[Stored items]
------------------------------------
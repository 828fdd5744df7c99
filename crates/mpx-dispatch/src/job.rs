// SPDX-License-Identifier: MIT OR Apache-2.0
//! The full upload job: dispatch, probe metadata, persist history.

use crate::{DispatchError, DispatchOutcome, DispatchRequest, Dispatcher};
use mpx_core::{HistoryRecord, ImageMeta, probe_image_metadata};
use mpx_history::HistoryStore;
use tracing::warn;
use uuid::Uuid;

/// Run one upload end to end and persist the outcome.
///
/// A cancelled or all-failed dispatch writes nothing; partial success is a
/// normal, persisted outcome — the failed attempts stay on the record so a
/// targeted retry can repair them later.
pub async fn run_upload_job(
    dispatcher: &Dispatcher,
    store: &HistoryStore,
    req: DispatchRequest,
) -> Result<(HistoryRecord, DispatchOutcome), DispatchError> {
    let file_path = req.file_path.clone();
    let outcome = dispatcher.dispatch(req).await?;

    let meta_path = file_path.clone();
    let image_meta = tokio::task::spawn_blocking(move || probe_image_metadata(&meta_path))
        .await
        .ok()
        .and_then(|probed| match probed {
            Ok(meta) => Some(meta),
            Err(e) => {
                warn!(path = %file_path.display(), %e, "image metadata probe failed");
                None
            }
        })
        .unwrap_or_else(ImageMeta::default);

    let record = HistoryRecord {
        id: Uuid::new_v4().to_string(),
        timestamp_ms: chrono::Utc::now().timestamp_millis(),
        local_file_name: file_path
            .file_name()
            .map(|n| n.to_string_lossy().into_owned())
            .unwrap_or_default(),
        file_path: Some(file_path.to_string_lossy().into_owned()),
        primary_backend: outcome.primary_backend,
        results: outcome.attempts.clone(),
        generated_link: outcome.primary_url.clone(),
        image_meta,
        link_check_status: None,
    };
    store.insert(&record)?;
    Ok((record, outcome))
}
// SPDX-License-Identifier: MIT OR Apache-2.0
//! The dispatcher: one file in, up to three backend uploads out.
//!
//! Backends run in parallel with all-settled semantics — a failure never
//! cancels its siblings, and neither does the first success. The primary
//! backend is elected deterministically from the *input* order, regardless
//! of completion order.

#![deny(unsafe_code)]
#![warn(missing_docs)]

mod job;
mod registry;

pub use job::run_upload_job;
pub use registry::standard_registry;

use mpx_backend::{BackendRegistry, CancelToken, UploadRequest};
use mpx_config::UserConfig;
use mpx_core::{BackendAttempt, BackendId, UploadResult};
use mpx_error::UploadError;
use mpx_progress::ProgressSender;
use std::collections::HashMap;
use std::fmt;
use std::path::PathBuf;
use std::sync::Arc;
use tokio::task::JoinSet;
use tracing::{debug, warn};
use uuid::Uuid;

/// Hard cap on concurrent backends per file.
///
/// This mirrors the rate limits of the public hosts and is deliberately not
/// a tunable.
pub const MAX_CONCURRENT_BACKENDS: usize = 3;

/// Everything one dispatch needs.
#[derive(Debug, Clone)]
pub struct DispatchRequest {
    /// Local file to upload.
    pub file_path: PathBuf,
    /// Backends to dispatch to, in priority order.
    pub enabled_backends: Vec<BackendId>,
    /// Config snapshot the backend instances close over.
    pub config: UserConfig,
    /// Progress channel for this dispatch.
    pub progress: ProgressSender,
    /// Cancellation handle; cancelling aborts every in-flight backend.
    pub cancel: CancelToken,
}

/// What a finished dispatch produced.
#[derive(Debug, Clone)]
pub struct DispatchOutcome {
    /// The first backend in input order that succeeded.
    pub primary_backend: BackendId,
    /// The primary result after link formatting.
    pub primary_url: String,
    /// The primary attempt's raw result.
    pub primary_result: UploadResult,
    /// One attempt per dispatched backend, in dispatch order.
    pub attempts: Vec<BackendAttempt>,
    /// Backends that were actually dispatched (validated, capped).
    pub dispatched: Vec<BackendId>,
    /// `upload_id` per dispatched backend, for the session's reverse map.
    pub upload_ids: HashMap<BackendId, Uuid>,
    /// At least one success and at least one failure.
    pub is_partial_success: bool,
    /// Backends whose failure was an expired credential.
    pub credential_expired: Vec<BackendId>,
}

/// Dispatch-level failure.
#[derive(Debug)]
pub enum DispatchError {
    /// Nothing was attempted.
    Fatal(UploadError),

    /// Every dispatched backend failed.
    AllFailed {
        /// Per-backend failure lines, in dispatch order.
        failures: Vec<(BackendId, String)>,
        /// Backends that failed on an expired credential.
        credential_expired: Vec<BackendId>,
    },

    /// The finished record could not be persisted.
    Persist(mpx_history::HistoryError),
}

impl fmt::Display for DispatchError {
    fn fmt(&self, f: &mut fmt::Formatter<'_>) -> fmt::Result {
        match self {
            Self::Fatal(e) => write!(f, "{e}"),
            Self::AllFailed { failures, .. } => {
                writeln!(f, "all backends failed:")?;
                for (backend, line) in failures {
                    writeln!(f, "  {backend}: {line}")?;
                }
                Ok(())
            }
            Self::Persist(e) => write!(f, "failed to persist history record: {e}"),
        }
    }
}

impl std::error::Error for DispatchError {
    fn source(&self) -> Option<&(dyn std::error::Error + 'static)> {
        match self {
            Self::Fatal(e) => Some(e),
            Self::AllFailed { .. } => None,
            Self::Persist(e) => Some(e),
        }
    }
}

impl From<UploadError> for DispatchError {
    fn from(e: UploadError) -> Self {
        Self::Fatal(e)
    }
}

impl From<mpx_history::HistoryError> for DispatchError {
    fn from(e: mpx_history::HistoryError) -> Self {
        Self::Persist(e)
    }
}

/// The dispatcher. Cheap to clone.
#[derive(Clone)]
pub struct Dispatcher {
    registry: Arc<BackendRegistry>,
}

impl Dispatcher {
    /// Build around an explicit registry.
    pub fn new(registry: Arc<BackendRegistry>) -> Self {
        Self { registry }
    }

    /// The registry this dispatcher draws from.
    pub fn registry(&self) -> &BackendRegistry {
        &self.registry
    }

    /// Run one dispatch to completion.
    ///
    /// # Errors
    ///
    /// - [`UploadError::NoEnabledBackend`] for an empty backend list;
    /// - [`UploadError::NoConfiguredBackend`] when validation drops them all;
    /// - [`UploadError::Cancelled`] when the caller cancelled — the caller
    ///   must not write a history record in that case;
    /// - [`DispatchError::AllFailed`] when every backend failed.
    pub async fn dispatch(&self, req: DispatchRequest) -> Result<DispatchOutcome, DispatchError> {
        if req.enabled_backends.is_empty() {
            return Err(UploadError::NoEnabledBackend.into());
        }

        // Filter: instantiate and validate; invalid configs are dropped
        // here, not reported as failed attempts.
        let mut candidates = Vec::new();
        for &id in &req.enabled_backends {
            let backend = match self.registry.create(id, &req.config) {
                Ok(b) => b,
                Err(e) => {
                    warn!(backend = %id, %e, "backend not constructible, skipping");
                    continue;
                }
            };
            let report = backend.validate();
            if report.valid {
                candidates.push((id, backend));
            } else {
                warn!(backend = %id, errors = ?report.errors, "backend config invalid, skipping");
            }
        }
        if candidates.is_empty() {
            return Err(UploadError::NoConfiguredBackend.into());
        }

        // Bound: hard cap, ordering preserved.
        if candidates.len() > MAX_CONCURRENT_BACKENDS {
            let trimmed: Vec<BackendId> = candidates[MAX_CONCURRENT_BACKENDS..]
                .iter()
                .map(|(id, _)| *id)
                .collect();
            warn!(?trimmed, cap = MAX_CONCURRENT_BACKENDS, "trimming dispatch set");
            candidates.truncate(MAX_CONCURRENT_BACKENDS);
        }
        let dispatched: Vec<BackendId> = candidates.iter().map(|(id, _)| *id).collect();

        // Fan out.
        let mut upload_ids = HashMap::new();
        let mut set = JoinSet::new();
        for (slot, (id, backend)) in candidates.into_iter().enumerate() {
            let upload_id = Uuid::new_v4();
            upload_ids.insert(id, upload_id);
            let sink = req.progress.sink(upload_id, id);
            let upload_req = UploadRequest::new(req.file_path.clone(), sink, req.cancel.clone());
            set.spawn(async move {
                debug!(backend = %id, %upload_id, "backend upload starting");
                let outcome = backend.upload(upload_req).await;
                (slot, id, outcome)
            });
        }

        // Aggregate: all-settled, no sibling cancellation.
        let mut slots: Vec<Option<BackendAttempt>> = vec![None; dispatched.len()];
        let mut credential_expired: Vec<BackendId> = Vec::new();
        while let Some(joined) = set.join_next().await {
            match joined {
                Ok((slot, id, Ok(result))) => {
                    slots[slot] = Some(BackendAttempt::success(result));
                    debug!(backend = %id, "backend upload succeeded");
                }
                Ok((slot, id, Err(err))) => {
                    debug!(backend = %id, %err, "backend upload failed");
                    if matches!(err, UploadError::CredentialExpired { .. }) {
                        credential_expired.push(id);
                    }
                    slots[slot] = Some(attempt_from_error(id, &err));
                }
                Err(join_err) => {
                    // A panicked backend task settles as a failure rather
                    // than poisoning the dispatch.
                    warn!(%join_err, "backend task panicked");
                }
            }
        }
        credential_expired.sort_by_key(|id| dispatched.iter().position(|d| d == id));

        if req.cancel.is_cancelled() {
            return Err(UploadError::Cancelled.into());
        }

        let attempts: Vec<BackendAttempt> = slots
            .into_iter()
            .enumerate()
            .map(|(i, slot)| {
                slot.unwrap_or_else(|| BackendAttempt::failed(dispatched[i], "backend task panicked"))
            })
            .collect();

        // Elect primary: first success in input order.
        let primary = attempts.iter().find(|a| a.is_success());
        let Some(primary_attempt) = primary else {
            let failures = attempts
                .iter()
                .map(|a| {
                    (
                        a.backend_id,
                        a.error.clone().unwrap_or_else(|| "unknown error".into()),
                    )
                })
                .collect();
            return Err(DispatchError::AllFailed {
                failures,
                credential_expired,
            });
        };
        let primary_result = primary_attempt
            .result
            .clone()
            .unwrap_or_else(|| unreachable_result(primary_attempt.backend_id));

        let primary_url = mpx_link::render_link(&primary_result, &req.config);
        let any_failed = attempts.iter().any(|a| !a.is_success());

        Ok(DispatchOutcome {
            primary_backend: primary_attempt.backend_id,
            primary_url,
            primary_result,
            attempts,
            dispatched,
            upload_ids,
            is_partial_success: any_failed,
            credential_expired,
        })
    }
}

fn attempt_from_error(id: BackendId, err: &UploadError) -> BackendAttempt {
    BackendAttempt::failed(id, err.to_string())
}

// A success attempt always carries its result; this placates the type
// system without panicking in release builds.
fn unreachable_result(id: BackendId) -> UploadResult {
    UploadResult {
        backend_id: id,
        file_key: String::new(),
        url: String::new(),
        size_bytes: 0,
        width: None,
        height: None,
        metadata: Default::default(),
    }
}
// SPDX-License-Identifier: MIT OR Apache-2.0
//! Weibo picture upload.
//!
//! The oldest backend in the fleet and the one with the quirkiest protocol:
//! a multipart POST authenticated by the browser cookie, a JSON body buried
//! in a JSONP-ish wrapper, and the documented error code `100006` when the
//! cookie has expired.

use crate::multipart::{json_path, post_multipart};
use async_trait::async_trait;
use mpx_backend::{Backend, Probe, UploadRequest, ValidationReport, map_reqwest_err, shared_client};
use mpx_config::{BackendConfig, CookieParams, UserConfig};
use mpx_core::{BackendId, UploadResult};
use mpx_error::UploadError;
use std::collections::BTreeMap;
use std::time::Instant;

const UPLOAD_URL: &str =
    "https://picupload.weibo.com/interface/pic_upload.php?app=miniblog&data=json&url=0&markpos=1&logo=0&nick=0&marks=0&mime=image/jpeg";

const PROBE_URL: &str = "https://weibo.com/ajax/profile/info";

/// The documented "cookie expired" code.
const COOKIE_EXPIRED_CODE: &str = "100006";

/// CDN host used for canonical picture links.
const CDN_HOST: &str = "tvax1.sinaimg.cn";

/// Weibo backend.
#[derive(Debug)]
pub struct WeiboBackend {
    params: CookieParams,
    client: reqwest::Client,
    upload_url: String,
    probe_url: String,
}

impl WeiboBackend {
    /// Build from the config snapshot.
    pub fn from_config(config: &UserConfig) -> Result<Self, UploadError> {
        let params = match config.backend(BackendId::Weibo) {
            Some(BackendConfig::Weibo(p)) => p.clone(),
            _ => return Err(UploadError::NoConfiguredBackend),
        };
        Ok(Self {
            params,
            client: shared_client().clone(),
            upload_url: UPLOAD_URL.into(),
            probe_url: PROBE_URL.into(),
        })
    }

    /// Override the endpoints; used by tests.
    pub fn with_urls(mut self, upload_url: impl Into<String>, probe_url: impl Into<String>) -> Self {
        self.upload_url = upload_url.into();
        self.probe_url = probe_url.into();
        self
    }

    /// Canonical CDN URL for a pid.
    pub fn pid_url(pid: &str) -> String {
        format!("https://{CDN_HOST}/large/{pid}.jpg")
    }

    fn parse_pid(body: &str) -> Option<String> {
        // The JSON payload sits after a script-tag preamble on the real
        // endpoint; locate the first brace and parse from there.
        let json_start = body.find('{')?;
        let value: serde_json::Value = serde_json::from_str(&body[json_start..]).ok()?;
        json_path(&value, &["data", "pics", "pic_1", "pid"])
            .and_then(|v| v.as_str())
            .map(String::from)
    }
}

#[async_trait]
impl Backend for WeiboBackend {
    fn id(&self) -> BackendId {
        BackendId::Weibo
    }

    fn validate(&self) -> ValidationReport {
        if self.params.cookie.trim().is_empty() {
            return ValidationReport::fail_one("weibo cookie is empty");
        }
        if !self.params.cookie.contains("SUB=") {
            return ValidationReport::fail_one("weibo cookie must contain SUB=");
        }
        ValidationReport::ok()
    }

    async fn test_connection(&self) -> Result<Probe, UploadError> {
        let started = Instant::now();
        let send = self
            .client
            .get(&self.probe_url)
            .header(reqwest::header::COOKIE, self.params.cookie.clone())
            .send();
        let resp = tokio::time::timeout(mpx_backend::PROBE_TIMEOUT, send)
            .await
            .map_err(|_| UploadError::Timeout {
                stage: mpx_error::TimeoutStage::Request,
            })?
            .map_err(|e| map_reqwest_err(BackendId::Weibo, e))?;
        if resp.status().as_u16() == 401 || resp.status().as_u16() == 403 {
            return Err(UploadError::CredentialExpired {
                backend_id: BackendId::Weibo,
            });
        }
        Ok(Probe {
            latency_ms: started.elapsed().as_millis() as u64,
        })
    }

    async fn upload(&self, req: UploadRequest) -> Result<UploadResult, UploadError> {
        let size = tokio::fs::metadata(&req.file_path)
            .await
            .map_err(|e| UploadError::file_system("stat", &req.file_path, e))?
            .len();

        let body = post_multipart(
            BackendId::Weibo,
            &self.client,
            &self.upload_url,
            "pic1",
            &[],
            &[(
                reqwest::header::COOKIE.to_string(),
                self.params.cookie.clone(),
            )],
            &req,
            true,
        )
        .await?;

        if body.contains(COOKIE_EXPIRED_CODE) {
            return Err(UploadError::CredentialExpired {
                backend_id: BackendId::Weibo,
            });
        }
        let pid = Self::parse_pid(&body).ok_or_else(|| {
            UploadError::protocol(BackendId::Weibo, format!("no pid in response: {body:.120}"))
        })?;

        Ok(UploadResult {
            backend_id: BackendId::Weibo,
            file_key: pid.clone(),
            url: Self::pid_url(&pid),
            size_bytes: size,
            width: None,
            height: None,
            metadata: BTreeMap::new(),
        })
    }

    fn public_url(&self, result: &UploadResult) -> String {
        Self::pid_url(&result.file_key)
    }
}

#[cfg(test)]
mod tests {
    use super::*;

    fn config_with_cookie(cookie: &str) -> UserConfig {
        let mut config = UserConfig::default();
        config.backends.insert(
            BackendId::Weibo,
            BackendConfig::Weibo(CookieParams {
                cookie: cookie.into(),
                enabled: true,
            }),
        );
        config
    }

    #[test]
    fn empty_cookie_is_invalid() {
        let b = WeiboBackend::from_config(&config_with_cookie("")).unwrap();
        assert!(!b.validate().valid);
    }

    #[test]
    fn cookie_without_sub_is_invalid() {
        let b = WeiboBackend::from_config(&config_with_cookie("SESSION=abc")).unwrap();
        let report = b.validate();
        assert!(!report.valid);
        assert!(report.errors[0].contains("SUB="));
    }

    #[test]
    fn cookie_with_sub_is_valid() {
        let b = WeiboBackend::from_config(&config_with_cookie("SUB=abc; SUBP=def")).unwrap();
        assert!(b.validate().valid);
    }

    #[test]
    fn pid_parses_from_wrapped_json() {
        let body = r#"<script>document.domain</script>{"code":"A00006","data":{"pics":{"pic_1":{"pid":"007abcDEgy1"}}}}"#;
        assert_eq!(WeiboBackend::parse_pid(body).as_deref(), Some("007abcDEgy1"));
    }

    #[test]
    fn pid_url_uses_the_cdn_host() {
        assert_eq!(
            WeiboBackend::pid_url("007abc"),
            "https://tvax1.sinaimg.cn/large/007abc.jpg"
        );
    }
}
------------------------------------
Could you retype exactly the lines from the first one of the records through the line containing "Result<(HistoryRecord, DispatchOutcome), DispatchError>", both included, and nothing more?

## Task response:
repository 828fdd5744df7c99
filename crates/mpx-dispatch/src/job.rs
// SPDX-License-Identifier: MIT OR Apache-2.0
//! The full upload job: dispatch, probe metadata, persist history.

use crate::{DispatchError, DispatchOutcome, DispatchRequest, Dispatcher};
use mpx_core::{HistoryRecord, ImageMeta, probe_image_metadata};
use mpx_history::HistoryStore;
use tracing::warn;
use uuid::Uuid;

/// Run one upload end to end and persist the outcome.
///
/// A cancelled or all-failed dispatch writes nothing; partial success is a
/// normal, persisted outcome — the failed attempts stay on the record so a
/// targeted retry can repair them later.
pub async fn run_upload_job(
    dispatcher: &Dispatcher,
    store: &HistoryStore,
    req: DispatchRequest,
) -> Result<(HistoryRecord, DispatchOutcome), DispatchError> {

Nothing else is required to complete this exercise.